Foto: skeeze - Pixabay.com
Ecosistema Pianeta

Linci, orsi, lupi e sciacalli: l’Italia sempre più selvatica, ma senza pericoli

Daniele Zovi, ex forestale e autore del successo editoriale “Italia selvatica”, racconta il rapporto degli italiani con il loro territorio naturale, auspicando una “nuova alleanza con gli animali selvatici” che rimedi ai delitti del passato.

Un’infanzia tra i boschi, una vita dedicata a difendere la natura nel Corpo Forestale dello Stato; e poi la maturità, che sta utilizzando scrivendo su alberi e animali selvatici, per mettere su carta e trasmettere ai giovani il rispetto e l’amore per l’ambiente.

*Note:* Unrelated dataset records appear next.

fn draw_main_ui(f: &mut Frame, app: &App, covers: &mut Covers) {
    let palette = app.theme.palette();
    let area = f.area();
    f.render_widget(Block::default().style(palette.base()), area);

    let root = Layout::default()
        .direction(Direction::Vertical)
        .constraints([
            Constraint::Length(3), // header/search
            Constraint::Min(10),   // content (fills remaining space)
            Constraint::Length(3), // footer
        ])
        .split(area);

    draw_header(f, root[0], app, &palette);

    let columns = Layout::default()
        .direction(Direction::Horizontal)
        .constraints([Constraint::Percentage(70), Constraint::Percentage(30)])
        .split(root[1]);

    let main = Layout::default()
        .direction(Direction::Vertical)
        .constraints([
            Constraint::Length(10),     // featured carousel
            Constraint::Percentage(40), // popular today
            Constraint::Min(6),         // latest grid / search results
        ])
        .split(columns[0]);

    let side = Layout::default()
        .direction(Direction::Vertical)
        .constraints([
            Constraint::Percentage(33),
            Constraint::Percentage(34),
            Constraint::Percentage(33),
        ])
        .split(columns[1]);

    draw_hero(f, main[0], app, covers, &palette);
    draw_manga_section(
        f,
        main[1],
        SectionKind::PopularToday.title(),
        app.section(SectionKind::PopularToday),
        app.focus == Focus::PopularToday,
        covers,
        &palette,
    );
    draw_grid(f, main[2], app, covers, &palette);
    draw_manga_list(f, side[0], app, SectionKind::Popular, false, &palette);
    draw_manga_list(f, side[1], app, SectionKind::Ranking, true, &palette);
    draw_bookmarks(f, side[2], app, &palette);

    draw_footer(f, root[2], &palette);
}

fn spinner() -> &'static str {
    let spinner_frames = ["⠋", "⠙", "⠹", "⠸", "⠼", "⠴", "⠦", "⠧", "⠇", "⠏"];
    let frame_idx = (std::time::SystemTime::now()
        .duration_since(std::time::UNIX_EPOCH)
        .map(|d| d.as_millis())
        .unwrap_or(0)
        / 100) as usize
        % spinner_frames.len();
    spinner_frames[frame_idx]
}

fn draw_header(f: &mut Frame, area: Rect, app: &App, palette: &Palette) {
    let focused = app.focus == Focus::Search;
    let block = Block::default()
        .borders(Borders::ALL)
        .title("MangaView")
        .border_style(palette.border(focused));

    let cursor = if focused { "▏" } else { "" };
    let mut spans = vec![
        Span::styled("Search: ", palette.muted()),
        Span::styled(format!("{}{}", app.search_query, cursor), palette.title()),
    ];
    if app.is_loading() {
        spans.push(Span::styled(
            format!("   {} Loading...", spinner()),
            Style::default()
                .fg(palette.accent)
                .add_modifier(Modifier::BOLD),
        ));
    }
    if let Some(notice) = &app.notice {
        spans.push(Span::styled(format!("   {}", notice), palette.highlight()));
    }

    f.render_widget(Paragraph::new(Line::from(spans)).block(block), area);
}

/// Static text shown in place of a section's content, if any.
fn placeholder(section: &Section, empty_text: &str) -> Option<String> {
    match &section.status {
        SectionStatus::Loading => Some("Loading...".to_string()),
        SectionStatus::Failed(message) => Some(message.clone()),
        SectionStatus::Ready if section.manga.is_empty() => Some(empty_text.to_string()),
        SectionStatus::Ready => None,
    }
}

fn render_placeholder(f: &mut Frame, area: Rect, text: String, palette: &Palette) {
    let paragraph = Paragraph::new(text)
        .alignment(Alignment::Center)
        .style(palette.muted());
    f.render_widget(paragraph, area);
}

fn draw_hero(f: &mut Frame, area: Rect, app: &App, covers: &mut Covers, palette: &Palette) {
    let focused = app.focus == Focus::Featured;
    let block = Block::default()
        .borders(Borders::ALL)
        .title(SectionKind::Featured.title())
        .border_style(palette.border(focused))
        .style(palette.panel());
    let inner = block.inner(area);
    f.render_widget(block, area);

    let section = app.section(SectionKind::Featured);
    let Some(manga) = app.featured() else {
        let text = placeholder(section, "No manga available").unwrap_or_default();
        render_placeholder(f, inner, text, palette);
        return;
    };

    let parts = Layout::default()
        .direction(Direction::Horizontal)
        .constraints([Constraint::Length(16), Constraint::Min(10)])
        .split(inner);

    draw_cover(f, parts[0], &manga.id, covers, palette);

    let summary = truncate_summary(&manga.display_description(), SUMMARY_CHARS);
    let dots: Vec<Span> = (0..section.manga.len())
        .map(|i| {
            if i == app.featured_index {
                Span::styled("● ", palette.highlight())
            } else {
                Span::styled("○ ", palette.muted())
            }
        })
        .collect();
    let bookmark_hint = if app.bookmarks.is_bookmarked(&manga.id) {
        "[b] ★ Bookmarked"
    } else {
        "[b] Bookmark"
    };

    let mut hints = vec![
        Span::styled("★ ", palette.highlight()),
        Span::raw("[Enter] Read  "),
        Span::raw(bookmark_hint),
    ];
    if app.reader.resume().get(&manga.id).is_some() {
        hints.push(Span::raw("  [r] Resume"));
    }

    let lines = vec![
        Line::from(Span::styled(
            manga.display_title().to_uppercase(),
            palette.title(),
        )),
        Line::from(Span::styled(manga.meta_line(), Style::default().fg(palette.accent))),
        Line::from(Span::styled(summary, palette.muted())),
        Line::from(dots),
        Line::from(hints),
    ];
    let paragraph = Paragraph::new(lines).wrap(Wrap { trim: true });
    f.render_widget(paragraph, parts[1]);
}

Daniele Zovi, ex generale dei Carabinieri Forestali, oggi è un apprezzato scrittore e divulgatore. I suoi volumi sono in tutte le librerie italiane, e la sua presenza a conferenze, incontri, interviste e dibattiti è sempre più richiesta e apprezzata.
“Ecosistema”, il settimanale radiofonico di Earth Day Italia in onda su Radio Vaticana, lo ha contattato per parlare di orsi, sciacalli, lupi, cinghiali e altri animali. Tutte “presenze” che popolano quella “Italia Selvatica” che dà il titolo al suo ultimo libro (ed. Utet): un’opera che racconta la bellezza di una natura primordiale che cerca di sopravvivere alle attività umane che la minacciano.

 

Iniziamo il racconto dell’Italia selvatica dall’orso marsicano, un animale e un’emergenza di cui non si parla abbastanza. Ne restano poche decine di esemplari e ciò, di solito, vuol dire che un animale è sull’orlo dell’estinzione. Per l’Italia sarebbe come veder crollare la Torre di Pisa. Lei che è stato sul campo come vive questa situazione?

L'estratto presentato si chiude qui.